There is no evidence in the record to support that safety will be enhanced if the separate certifications offered by the Crane Institute or America become the industry standard. Furthermore, the parameters developed by the Crane Institute of America do not encompass testing on very high capacity cranes, such as 200-ton or 300-ton cranes.
While the Crane Institute of America may be able to expand market share by taking advantage of OSHA's misguided interpretation of Paragraphs 1427(b)(1)(ii)(B) and 1427(b)(2), OSHA should not permit private market forces to dictate the number of certifications required, because any certifications beyond those necessary for safety reasons impose artificial costs upon employers and operators who must absorb additional fees for each certification. Individual operators will not only bear substantial costs, but will have also greater difficulty finding work if they are certified for the type of cranes owned by a prospective employer but not at a sufficiently high capacity.
In issuing the Proposed Rule, OSHA stated that the proposed requirement that "different levels of certification be provided, based on varying equipment capacities and types" is "designed to ensure that the extent of knowledge and skill required is commensurate with the type and capacity of equipment the employee operates." 73 Fed Reg. at 59811. OSHA then proceeded to provide two examples of its opinion on what an operator would not need to know about a particular type or capacity of crane to operate another type or capacity of crane (Id.):
OSHA then stated that "certification on a more complex and/or higher capacity piece of equipment would typically qualify an operator to operate less complex/lower capacity equipment of the same type. For example, an operator certified for a 300 ton hydraulic truck crane would not need a separate certification to operate a 22 ton hydraulic truck crane." Id.
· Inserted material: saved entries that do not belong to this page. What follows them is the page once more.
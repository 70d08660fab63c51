//! In-memory device simulator for protocol tests.

use std::sync::{Arc, Weak};

use bytes::Bytes;
use devlink_mux::{Mux, MuxInputPacketCommunicator, MuxOutputPacketCommunicator};

/// Two started muxes joined by an in-memory pipe: `(host, device)`.
pub(crate) fn link() -> (Arc<Mux>, Arc<Mux>) {
    let (host, device) = tokio::io::duplex(64 * 1024);
    let host = Arc::new(Mux::new(host));
    let device = Arc::new(Mux::new(device));
    host.start();
    device.start();
    (host, device)
}

pub(crate) fn host_side(
    host: &Arc<Mux>,
    channel: u8,
) -> (MuxInputPacketCommunicator, MuxOutputPacketCommunicator) {
    (
        MuxInputPacketCommunicator::new(Arc::clone(host), channel),
        MuxOutputPacketCommunicator::new(Arc::clone(host), channel),
    )
}

/// Answer every request on `channel` with the packets `handler` returns.
pub(crate) fn serve<F>(device: &Arc<Mux>, channel: u8, handler: F)
where
    F: Fn(&[u8]) -> Vec<Vec<u8>> + Send + Sync + 'static,
{
    let weak: Weak<Mux> = Arc::downgrade(device);
    device
        .subscribe_channel(
            channel,
            Arc::new(move |request: Bytes| {
                let Some(mux) = weak.upgrade() else { return };
                for reply in handler(&request) {
                    let mut packet = mux.build_packet(channel).unwrap();
                    assert_eq!(packet.write(&reply), reply.len());
                    packet.send().unwrap();
                }
            }),
        )
        .unwrap();
}
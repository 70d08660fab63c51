use tokio::net::TcpStream;
use tracing::debug;

use crate::error::{Result, TransportError};

/// Default TCP port of the device's serial-socket bridge.
pub const DEFAULT_PORT: u16 = 17531;

/// Parse a `[host:]port` string. A bare port means `localhost`.
pub fn parse_socket_addr(value: &str) -> Result<(String, u16)> {
    let value = value.trim();
    let (host, port) = match value.rsplit_once(':') {
        Some((host, port)) if !host.is_empty() && !host.contains(':') => (host, port),
        Some(_) => return Err(TransportError::InvalidAddress(value.to_string())),
        None => ("localhost", value),
    };

    let port: u16 = port
        .parse()
        .map_err(|_| TransportError::InvalidAddress(value.to_string()))?;
    if port == 0 {
        return Err(TransportError::InvalidAddress(value.to_string()));
    }

    Ok((host.to_string(), port))
}

/// Connect to a device exposed over TCP (`[host:]port`).
pub async fn connect_tcp(addr: &str) -> Result<TcpStream> {
    let (host, port) = parse_socket_addr(addr)?;
    let stream = TcpStream::connect((host.as_str(), port))
        .await
        .map_err(|source| TransportError::Connect {
            addr: format!("{host}:{port}"),
            source,
        })?;
    stream.set_nodelay(true)?;
    debug!(%host, port, "connected to device socket");
    Ok(stream)
}
//! Field encoding shared by the controller and uploader.
//!
//! Variable-length text fields are UTF-8 followed by a single NUL byte, so
//! several of them can share one packet. Replies are walked with [`Fields`].

use crate::error::{DeviceError, Result};

/// Append `value` and its NUL terminator to `buf`.
///
/// Fails if `value` itself contains a NUL, which would split the field.
pub fn put_str(buf: &mut Vec<u8>, value: &str) -> Result<()> {
    if value.as_bytes().contains(&0) {
        return Err(DeviceError::InvalidArgument(format!(
            "{value:?} contains a NUL byte"
        )));
    }
    buf.extend_from_slice(value.as_bytes());
    buf.push(0);
    Ok(())
}

/// Cursor over a reply payload.
#[derive(Debug)]
pub struct Fields<'a> {
    data: &'a [u8],
    pos: usize,
}

impl<'a> Fields<'a> {
    pub fn new(data: &'a [u8]) -> Self {
        Self { data, pos: 0 }
    }

    pub fn is_empty(&self) -> bool {
        self.pos >= self.data.len()
    }

    /// Bytes not yet consumed.
    pub fn rest(&self) -> &'a [u8] {
        &self.data[self.pos.min(self.data.len())..]
    }

    pub fn u8(&mut self) -> Result<u8> {
        Ok(self.take(1)?[0])
    }

    pub fn u32_le(&mut self) -> Result<u32> {
        let bytes = self.take(4)?;
        Ok(u32::from_le_bytes([bytes[0], bytes[1], bytes[2], bytes[3]]))
    }

    pub fn take(&mut self, len: usize) -> Result<&'a [u8]> {
        let rest = self.rest();
        if rest.len() < len {
            return Err(DeviceError::MalformedReply(format!(
                "need {len} bytes at offset {}, have {}",
                self.pos,
                rest.len()
            )));
        }
        self.pos += len;
        Ok(&rest[..len])
    }

    /// Read a NUL-terminated string.
    pub fn str(&mut self) -> Result<String> {
        let rest = self.rest();
        let end = rest.iter().position(|&b| b == 0).ok_or_else(|| {
            DeviceError::MalformedReply(format!("unterminated string at offset {}", self.pos))
        })?;
        self.pos += end + 1;
        Ok(String::from_utf8_lossy(&rest[..end]).into_owned())
    }
}
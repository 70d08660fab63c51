//! Channel numbering.
//!
//! Channels are single bytes. The numbers below are the conventional
//! assignment used by the device runtime; they are not negotiated on the
//! wire, so a [`ChannelTable`] can remap them for firmware that differs.

use std::collections::BTreeSet;

/// Controller commands (program lifecycle, locking, configuration).
pub const CONTROLLER: u8 = 0;

/// Uploader commands (remote filesystem).
pub const UPLOADER: u8 = 1;

/// Program stdout (device to host).
pub const PROGRAM_OUTPUT: u8 = 16;

/// Program stdin (host to device).
pub const PROGRAM_INPUT: u8 = 17;

/// Program stderr (device to host).
pub const PROGRAM_ERROR: u8 = 18;

/// Runtime debug log broadcast.
pub const DEBUG_LOG: u8 = 251;

/// Runtime info log broadcast.
pub const INFO_LOG: u8 = 253;

/// Runtime error log broadcast.
pub const ERROR_LOG: u8 = 255;

/// Reserved channel roles.
#[derive(Debug, Clone, Copy, PartialEq, Eq, Hash, PartialOrd, Ord)]
pub enum ChannelRole {
    Controller,
    Uploader,
    ProgramOutput,
    ProgramInput,
    ProgramError,
    DebugLog,
    InfoLog,
    ErrorLog,
}

impl ChannelRole {
    /// Every role, in table order.
    pub const ALL: [ChannelRole; 8] = [
        ChannelRole::Controller,
        ChannelRole::Uploader,
        ChannelRole::ProgramOutput,
        ChannelRole::ProgramInput,
        ChannelRole::ProgramError,
        ChannelRole::DebugLog,
        ChannelRole::InfoLog,
        ChannelRole::ErrorLog,
    ];

    /// Human-readable role name.
    pub fn name(self) -> &'static str {
        match self {
            ChannelRole::Controller => "CONTROLLER",
            ChannelRole::Uploader => "UPLOADER",
            ChannelRole::ProgramOutput => "STDOUT",
            ChannelRole::ProgramInput => "STDIN",
            ChannelRole::ProgramError => "STDERR",
            ChannelRole::DebugLog => "DEBUG",
            ChannelRole::InfoLog => "INFO",
            ChannelRole::ErrorLog => "ERROR",
        }
    }
}

/// Assignment of reserved roles to channel numbers.
#[derive(Debug, Clone, Copy, PartialEq, Eq)]
pub struct ChannelTable {
    pub controller: u8,
    pub uploader: u8,
    pub program_output: u8,
    pub program_input: u8,
    pub program_error: u8,
    pub debug_log: u8,
    pub info_log: u8,
    pub error_log: u8,
}

impl Default for ChannelTable {
    fn default() -> Self {
        Self {
            controller: CONTROLLER,
            uploader: UPLOADER,
            program_output: PROGRAM_OUTPUT,
            program_input: PROGRAM_INPUT,
            program_error: PROGRAM_ERROR,
            debug_log: DEBUG_LOG,
            info_log: INFO_LOG,
            error_log: ERROR_LOG,
        }
    }
}

impl ChannelTable {
    /// Channel number assigned to a role.
    pub fn channel(&self, role: ChannelRole) -> u8 {
        match role {
            ChannelRole::Controller => self.controller,
            ChannelRole::Uploader => self.uploader,
            ChannelRole::ProgramOutput => self.program_output,
            ChannelRole::ProgramInput => self.program_input,
            ChannelRole::ProgramError => self.program_error,
            ChannelRole::DebugLog => self.debug_log,
            ChannelRole::InfoLog => self.info_log,
            ChannelRole::ErrorLog => self.error_log,
        }
    }

    /// Role bound to a channel number, if any.
    pub fn role(&self, channel: u8) -> Option<ChannelRole> {
        ChannelRole::ALL
            .into_iter()
            .find(|role| self.channel(*role) == channel)
    }

    /// Human-readable name for a channel number.
    pub fn channel_name(&self, channel: u8) -> &'static str {
        self.role(channel).map_or("USER", ChannelRole::name)
    }

    /// The set of channels with an assigned role.
    pub fn active_set(&self) -> BTreeSet<u8> {
        ChannelRole::ALL
            .into_iter()
            .map(|role| self.channel(role))
            .collect()
    }
}
mod cmd;
mod exit;
mod logging;
mod output;

use clap::Parser;

use crate::cmd::{parse_timeout, Command, Connection};
use crate::exit::INTERNAL;
use crate::logging::{init_logging, LogFormat, LogLevel};
use crate::output::OutputFormat;

#[derive(Parser, Debug)]
#[command(
    name = "devlink",
    version,
    long_version = concat!(env!("CARGO_PKG_VERSION"), " (", env!("DEVLINK_BUILD_TARGET"), ")"),
    about = "Control devices over a framed, multiplexed link"
)]
struct Cli {
    /// Device address as host:port, or a bare port on localhost.
    #[arg(
        long,
        short = 's',
        value_name = "ADDR",
        env = "DEVLINK_SOCKET",
        default_value = "127.0.0.1:17531",
        global = true
    )]
    socket: String,

    /// Reply timeout for device requests (e.g. 5s, 500ms).
    #[arg(long, value_name = "DURATION", default_value = "5s", global = true)]
    timeout: String,

    /// Output format.
    #[arg(long, value_name = "FORMAT", global = true)]
    format: Option<OutputFormat>,

    /// Log output format (stderr).
    #[arg(long, value_name = "FORMAT", default_value = "text", global = true)]
    log_format: LogFormat,

    /// Minimum log level (stderr).
    #[arg(long, value_name = "LEVEL", default_value = "warn", global = true)]
    log_level: LogLevel,

    #[command(subcommand)]
    command: Command,
}

fn main() {
    let cli = Cli::parse();
    init_logging(cli.log_format, cli.log_level);

    let format = cli.format.unwrap_or_else(OutputFormat::default_for_stdout);
    let result = parse_timeout(&cli.timeout).and_then(|timeout| {
        let conn = Connection {
            socket: cli.socket,
            timeout,
        };
        let runtime = tokio::runtime::Builder::new_multi_thread()
            .enable_all()
            .build()
            .map_err(|err| exit::CliError::new(INTERNAL, format!("runtime setup failed: {err}")))?;
        runtime.block_on(cmd::run(cli.command, &conn, format))
    });

    match result {
        Ok(code) => std::process::exit(code),
        Err(err) => {
            eprintln!("error: {err}");
            std::process::exit(err.code);
        }
    }
}
use dioxus::prelude::*;
use dioxus_router::use_navigator;

use guidance_core::model::InterviewQuestion;

use crate::context::AppContext;
use crate::routes::Route;
use crate::views::{ViewError, ViewState, view_state_from_resource};
use crate::vm::markdown_to_html;

#[component]
pub fn InterviewView() -> Element {
    let ctx = use_context::<AppContext>();
    let navigator = use_navigator();
    let mut role = use_signal(String::new);
    let mut rounds = use_signal(|| "5".to_string());
    let mut questions = use_signal(Vec::<InterviewQuestion>::new);
    let mut error = use_signal(|| None::<ViewError>);
    let mut busy = use_signal(|| false);

    let ai_for_history = ctx.ai();
    let history = use_resource(move || {
        let ai = ai_for_history.clone();
        async move {
            let items = ai.list_mock_interviews().await.map_err(ViewError::from)?;
            Ok::<_, ViewError>(items)
        }
    });

    let history_state = view_state_from_resource(&history);
    if let ViewState::Error(err) = &history_state {
        if err.is_unauthorized() {
            navigator.replace(Route::Login {});
            return rsx! {};
        }
    }

    let generate = {
        let ctx = ctx.clone();
        move |_| {
            if busy() {
                return;
            }
            let role_value = role().trim().to_string();
            if role_value.is_empty() {
                error.set(Some(ViewError::local("A target role is required.")));
                return;
            }
            let Ok(rounds_value) = rounds().trim().parse::<u32>() else {
                error.set(Some(ViewError::local("Rounds must be a number.")));
                return;
            };
            let ai = ctx.ai();
            let mut busy = busy;
            let mut error = error;
            let mut questions = questions;
            let mut history = history;
            spawn(async move {
                busy.set(true);
                error.set(None);
                match ai.mock_interview(&role_value, rounds_value).await {
                    Ok(generated) => {
                        questions.set(generated);
                        history.restart();
                    }
                    Err(err) if err.is_unauthorized() => {
                        navigator.replace(Route::Login {});
                    }
                    Err(err) => error.set(Some(err.into())),
                }
                busy.set(false);
            });
        }
    };

    rsx! {
        div { class: "page interview-page",
            header { class: "view-header",
                h2 { class: "view-title", "Mock interview" }
            }
            if let Some(err) = error() {
                p { class: "error-banner",
                    "{err.message()}"
                    button {
                        class: "error-dismiss",
                        r#type: "button",
                        onclick: move |_| error.set(None),
                        "×"
                    }
                }
            }
            div { class: "tool-form",
                label { "Role"
                    input {
                        r#type: "text",
                        placeholder: "e.g. Backend Engineer",
                        value: "{role()}",
                        oninput: move |evt| role.set(evt.value()),
                    }
                }
                label { "Rounds"
                    input {
                        r#type: "number",
                        min: "1",
                        max: "20",
                        value: "{rounds()}",
                        oninput: move |evt| rounds.set(evt.value()),
                    }
                }
                button {
                    class: "btn btn-primary",
                    r#type: "button",
                    disabled: busy(),
                    onclick: generate,
                    if busy() { "Generating..." } else { "Generate questions" }
                }
            }

            if !questions().is_empty() {
                section { class: "question-list",
                    h3 { "Questions" }
                    for (i, question) in questions().into_iter().enumerate() {
                        QuestionCard { order: i + 1, question }
                    }
                }
            }

            section { class: "history-panel",
                h3 { "Saved interviews" }
                match history_state {
                    ViewState::Idle | ViewState::Loading => rsx! {
                        p { "Loading..." }
                    },
                    ViewState::Error(err) => rsx! {
                        p { class: "error-banner", "{err.message()}" }
                    },
                    ViewState::Ready(items) => rsx! {
                        if items.is_empty() {
                            p { class: "empty-note", "No saved interviews yet." }
                        }
                        ul {
                            for item in items {
                                {
                                    let title = item.display_title();
                                    let saved = item.questions();
                                    let count = saved.len();
                                    let mut questions = questions;
                                    rsx! {
                                        li { class: "history-row",
                                            span { "{title} ({count} questions)" }
                                            button {
                                                class: "btn btn-secondary",
                                                r#type: "button",
                                                onclick: move |_| questions.set(saved.clone()),
                                                "Open"
                                            }
                                        }
                                    }
                                }
                            }
                        }
                    },
                }
            }
        }
    }
}

#[component]
fn QuestionCard(order: usize, question: InterviewQuestion) -> Element {
    let html = markdown_to_html(&question.question);
    rsx! {
        div { class: "question-card",
            div { class: "question-header",
                span { class: "question-order", "Q{order}" }
                if let Some(difficulty) = question.difficulty.as_ref() {
                    span { class: "badge", "{difficulty}" }
                }
            }
            div { class: "markdown-body", dangerous_inner_html: "{html}" }
            if !question.followups.is_empty() {
                ul { class: "followups",
                    for followup in question.followups.iter() {
                        li { "{followup}" }
                    }
                }
            }
        }
    }
}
In issuing the Final Rule, OSHA relied on the fact that it received no comments concerning its opinion that a separate certification would not be needed for a lower capacity crane when the operator was certified on a higher capacity of the same crane type (75 Fed. Reg. at 48018):
OSHA's reasoning is f1awed because an obvious reason that OSHA received no commentary concerning the necessity or lack thereof for certification on a lower capacity crane when an operator is already certified on a higher capacity crane is that OSHA did not indicate that separate certification(s) for different capacities of the same crane type would be required. In fact, OSHA specifically stated, as part of an example, that separate certification would not be needed to operate a 22-ton hydraulic crane if an operator was certified for a 300-ton hydraulic crane but did not state or even imply that an operator certified on a 22-ton hydraulic crane would need to obtain separate certification(s) certification to operate a 300-ton crane.
The question that OSHA should have considered in issuing the Final Rule was whether there was any commentary in favor of a requirement that an operator obtain a separate certification(s) on a higher capacity crane(s) if the operator has already been certified on a lower capacity crane. The absence of commentary on this question can be viewed in two ways. Either the participants in the Rulemaking did not understand the Proposed Rule to propose separate certifications for higher capacities of the same crane type, or no commenter supported certifications for higher capacities or the same crane type. In either case, there is no evidence in the record in support or separate certification for a higher capacity crane when an operator is already certified on a lower capacity crane of the same crane type.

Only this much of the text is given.